My next question is, since I am planning on doing the installation myself, and I did purchase a upholstery book, but it is vague on details, and recommends a factory assembly manual for more details into the steps of how the head liners are installed, do the factory manuals get into this? and if so are there differences between the manuals from one source to the next, ie from vender to vender? and is so, who would you recommend buying one from?
Thanks again.
Rusty in NC


----------



## Matthew (Feb 11, 2011)

Rusty, yes, you need the 1967 Fisher Body Service Manual. I think section 11 (Headlining). There will be some discussion of the holes, but I do not recall if it tells you which one. So, Etawald has a post from March 11, 2013 where he downloaded for free the Fisher Body Service Manuals. He has the link on the post. That said, you might try to PM him to see if he could send just that section to you by email as I think he down loaded several years himself. Regards, Matt


----------



## tiger13 (May 4, 2012)

I tried to search for that link, but I cannot find it.
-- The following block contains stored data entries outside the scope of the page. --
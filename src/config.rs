//! Agent configuration.
//!
//! Values come from `DRIVER_*` environment variables (an optional `.env` file is
//! loaded first), falling back to the defaults below. Parsing goes through
//! [`AgentConfig::from_lookup`] so it can be exercised without touching the
//! process environment.

use std::time::Duration;

use crate::errors::{AgentError, AgentResult};

const ENV_PREFIX: &str = "DRIVER_";

/// What happens when the working-hours budget runs out while a ride is owned.
#[derive(Debug, Clone, Copy, PartialEq, Eq)]
pub enum ExpiryPolicy {
    /// End the owned ride locally and go offline immediately.
    Preempt,
    /// Stay online until the ride completes or is cancelled, then go offline.
    WaitForCompletion,
}

/// How an offer or agent without a vehicle type is matched.
#[derive(Debug, Clone, Copy, PartialEq, Eq)]
pub enum MissingVehicleTypePolicy {
    NeverMatch,
    Wildcard,
}

#[derive(Debug, Clone)]
pub struct AgentConfig {
    // Identity
    pub driver_id: String,
    pub driver_name: String,
    pub vehicle_type: Option<String>,

    // Endpoints
    pub api_base_url: String,
    pub osrm_url: Option<String>,
    pub redis_url: Option<String>,
    pub status_bind_addr: String,

    // Tracking
    pub foreground_sample_interval: Duration,
    pub offline_sample_interval: Duration,
    pub background_emit_interval: Duration,
    pub location_emit_interval: Duration,
    pub route_debounce: Duration,
    pub route_deviation_meters: f64,

    // Duplex channel
    pub accept_timeout: Duration,
    pub ack_timeout: Duration,
    pub reconnect_attempts: u32,
    pub reconnect_base_delay: Duration,
    pub reconnect_max_delay: Duration,

    // Settlement
    pub default_rate_per_km: f64,
    pub min_billable_km: f64,

    // Working hours
    pub working_hours_budget: Duration,
    pub warning_thresholds: Vec<u64>, // seconds remaining, descending
    pub extension_hours: u32,
    pub expiry_policy: ExpiryPolicy,

    // Intake
    pub missing_vehicle_type_policy: MissingVehicleTypePolicy,
    pub offer_dedup_window: Duration,
    pub pending_offer_max_age: Duration,

    // Completion outbox
    pub outbox_base_delay: Duration,
    pub outbox_max_delay: Duration,
    pub outbox_poll_interval: Duration,
}

impl Default for AgentConfig {
    fn default() -> Self {
        Self {
            driver_id: "drv-local".to_string(),
            driver_name: "Driver".to_string(),
            vehicle_type: None,

            api_base_url: "http://localhost:5001".to_string(),
            osrm_url: None,
            redis_url: None,
            status_bind_addr: "127.0.0.1:3030".to_string(),

            foreground_sample_interval: Duration::from_secs(3),
            offline_sample_interval: Duration::from_secs(30),
            background_emit_interval: Duration::from_secs(10),
            location_emit_interval: Duration::from_secs(3),
            route_debounce: Duration::from_secs(2),
            route_deviation_meters: 50.0,

            accept_timeout: Duration::from_secs(10),
            ack_timeout: Duration::from_secs(3),
            reconnect_attempts: 20,
            reconnect_base_delay: Duration::from_secs(2),
            reconnect_max_delay: Duration::from_secs(30),

            default_rate_per_km: 15.0,
            min_billable_km: 0.1,

            working_hours_budget: Duration::from_secs(12 * 3600),
            warning_thresholds: vec![3600, 1800, 600],
            extension_hours: 12,
            expiry_policy: ExpiryPolicy::WaitForCompletion,

            missing_vehicle_type_policy: MissingVehicleTypePolicy::NeverMatch,
            offer_dedup_window: Duration::from_secs(600),
            pending_offer_max_age: Duration::from_secs(60),

            outbox_base_delay: Duration::from_secs(5),
            outbox_max_delay: Duration::from_secs(300),
            outbox_poll_interval: Duration::from_secs(5),
        }
    }
}

impl AgentConfig {
    /// Load from the process environment (and `.env` if present).
    pub fn from_env() -> AgentResult<Self> {
        dotenvy::dotenv().ok();
        Self::from_lookup(|key| std::env::var(format!("{}{}", ENV_PREFIX, key)).ok())
    }

    /// Build a config from a key lookup. Keys are given without the `DRIVER_` prefix.
    pub fn from_lookup<F>(lookup: F) -> AgentResult<Self>
    where
        F: Fn(&str) -> Option<String>,
    {
        let mut config = Self::default();
        let get = |key: &str| lookup(key).map(|v| v.trim().to_string()).filter(|v| !v.is_empty());

        if let Some(v) = get("ID") {
            config.driver_id = v;
        }
        if let Some(v) = get("NAME") {
            config.driver_name = v;
        }
        config.vehicle_type = get("VEHICLE_TYPE");

        if let Some(v) = get("API_BASE_URL") {
            config.api_base_url = v.trim_end_matches('/').to_string();
        }
        config.osrm_url = get("OSRM_URL").map(|v| v.trim_end_matches('/').to_string());
        config.redis_url = get("REDIS_URL");
        if let Some(v) = get("STATUS_BIND_ADDR") {
            config.status_bind_addr = v;
        }

        let secs = |key: &str| -> AgentResult<Option<Duration>> {
            get(key).map(|v| parse_number::<u64>(key, &v).map(Duration::from_secs)).transpose()
        };

        if let Some(d) = secs("SAMPLE_INTERVAL_SECS")? {
            config.foreground_sample_interval = d;
        }
        if let Some(d) = secs("BACKGROUND_EMIT_SECS")? {
            config.background_emit_interval = d;
        }
        if let Some(d) = secs("LOCATION_EMIT_SECS")? {
            config.location_emit_interval = d;
        }
        if let Some(d) = secs("ROUTE_DEBOUNCE_SECS")? {
            config.route_debounce = d;
        }
        if let Some(d) = secs("ACCEPT_TIMEOUT_SECS")? {
            config.accept_timeout = d;
        }
        if let Some(d) = secs("ACK_TIMEOUT_SECS")? {
            config.ack_timeout = d;
        }
        if let Some(v) = get("RECONNECT_ATTEMPTS") {
            config.reconnect_attempts = parse_number("RECONNECT_ATTEMPTS", &v)?;
        }
        if let Some(v) = get("DEFAULT_RATE_PER_KM") {
            config.default_rate_per_km = parse_number("DEFAULT_RATE_PER_KM", &v)?;
        }
        if let Some(v) = get("WORKING_HOURS") {
            let hours: u64 = parse_number("WORKING_HOURS", &v)?;
            config.working_hours_budget = Duration::from_secs(hours * 3600);
        }
        if let Some(v) = get("WARNING_THRESHOLDS_SECS") {
            config.warning_thresholds = v
                .split(',')
                .map(|part| parse_number::<u64>("WARNING_THRESHOLDS_SECS", part.trim()))
                .collect::<AgentResult<Vec<_>>>()?;
        }
        if let Some(v) = get("EXTENSION_HOURS") {
            config.extension_hours = parse_number("EXTENSION_HOURS", &v)?;
        }
        if let Some(v) = get("EXPIRY_POLICY") {
            config.expiry_policy = match v.to_ascii_lowercase().as_str() {
                "preempt" => ExpiryPolicy::Preempt,
                "wait_for_completion" | "wait" => ExpiryPolicy::WaitForCompletion,
                other => {
                    return Err(AgentError::InvalidConfiguration(format!("unknown EXPIRY_POLICY '{}'", other)));
                }
            };
        }
        if let Some(v) = get("MISSING_VEHICLE_TYPE") {
            config.missing_vehicle_type_policy = match v.to_ascii_lowercase().as_str() {
                "never_match" | "never" => MissingVehicleTypePolicy::NeverMatch,
                "wildcard" => MissingVehicleTypePolicy::Wildcard,
                other => {
                    return Err(AgentError::InvalidConfiguration(format!(
                        "unknown MISSING_VEHICLE_TYPE '{}'",
                        other
                    )));
                }
            };
        }

        config.validate()?;
        Ok(config)
    }

    pub fn validate(&self) -> AgentResult<()> {
        if self.driver_id.trim().is_empty() {
            return Err(AgentError::InvalidConfiguration("driver id must not be empty".to_string()));
        }
        if !(self.default_rate_per_km.is_finite() && self.default_rate_per_km > 0.0) {
            return Err(AgentError::InvalidConfiguration("default rate per km must be positive".to_string()));
        }
        if self.route_debounce < Duration::from_secs(2) {
            return Err(AgentError::InvalidConfiguration("route debounce must be at least 2s".to_string()));
        }
        if self.warning_thresholds.len() > 3 {
            return Err(AgentError::InvalidConfiguration("at most 3 working-hours warnings".to_string()));
        }
        if self.warning_thresholds.windows(2).any(|w| w[0] <= w[1]) {
            return Err(AgentError::InvalidConfiguration(
                "warning thresholds must be strictly descending".to_string(),
            ));
        }
        Ok(())
    }
}

fn parse_number<T: std::str::FromStr>(key: &str, value: &str) -> AgentResult<T> {
    value
        .parse::<T>()
        .map_err(|_| AgentError::InvalidConfiguration(format!("{}{} is not a valid number: '{}'", ENV_PREFIX, key, value)))
}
I never seem to be able to find jack when I use the search function!


----------



## Matthew (Feb 11, 2011)

Rusty, OK, so Eric (etewald) posted this link back in March: Wild About Cars - Your Automotive Resource Center - Our Latest News and Happenings

He said the service manuals are free after registering on the site. He sent me some of the 68 manual by email. You might try to PM him to get the section you need. Regards, Matt


----------



## tiger13 (May 4, 2012)

I get a forbidden screen from that link. I dont know why, but I cant seem to access the page. I think I will just spring for the Fisher body manual, since I am going to be doing the complete interior anyway, I am sure it will come in handy! :lol:


----------



## BearGFR (Aug 25, 2008)

tiger13 said:


> I get a forbidden screen from that link. I dont know why, but I cant seem to access the page. I think I will just spring for the Fisher body manual, since I am going to be doing the complete interior anyway, I am sure it will come in handy! :lol:


You have to join the site as a member before you can access the manuals there.

Bear


----------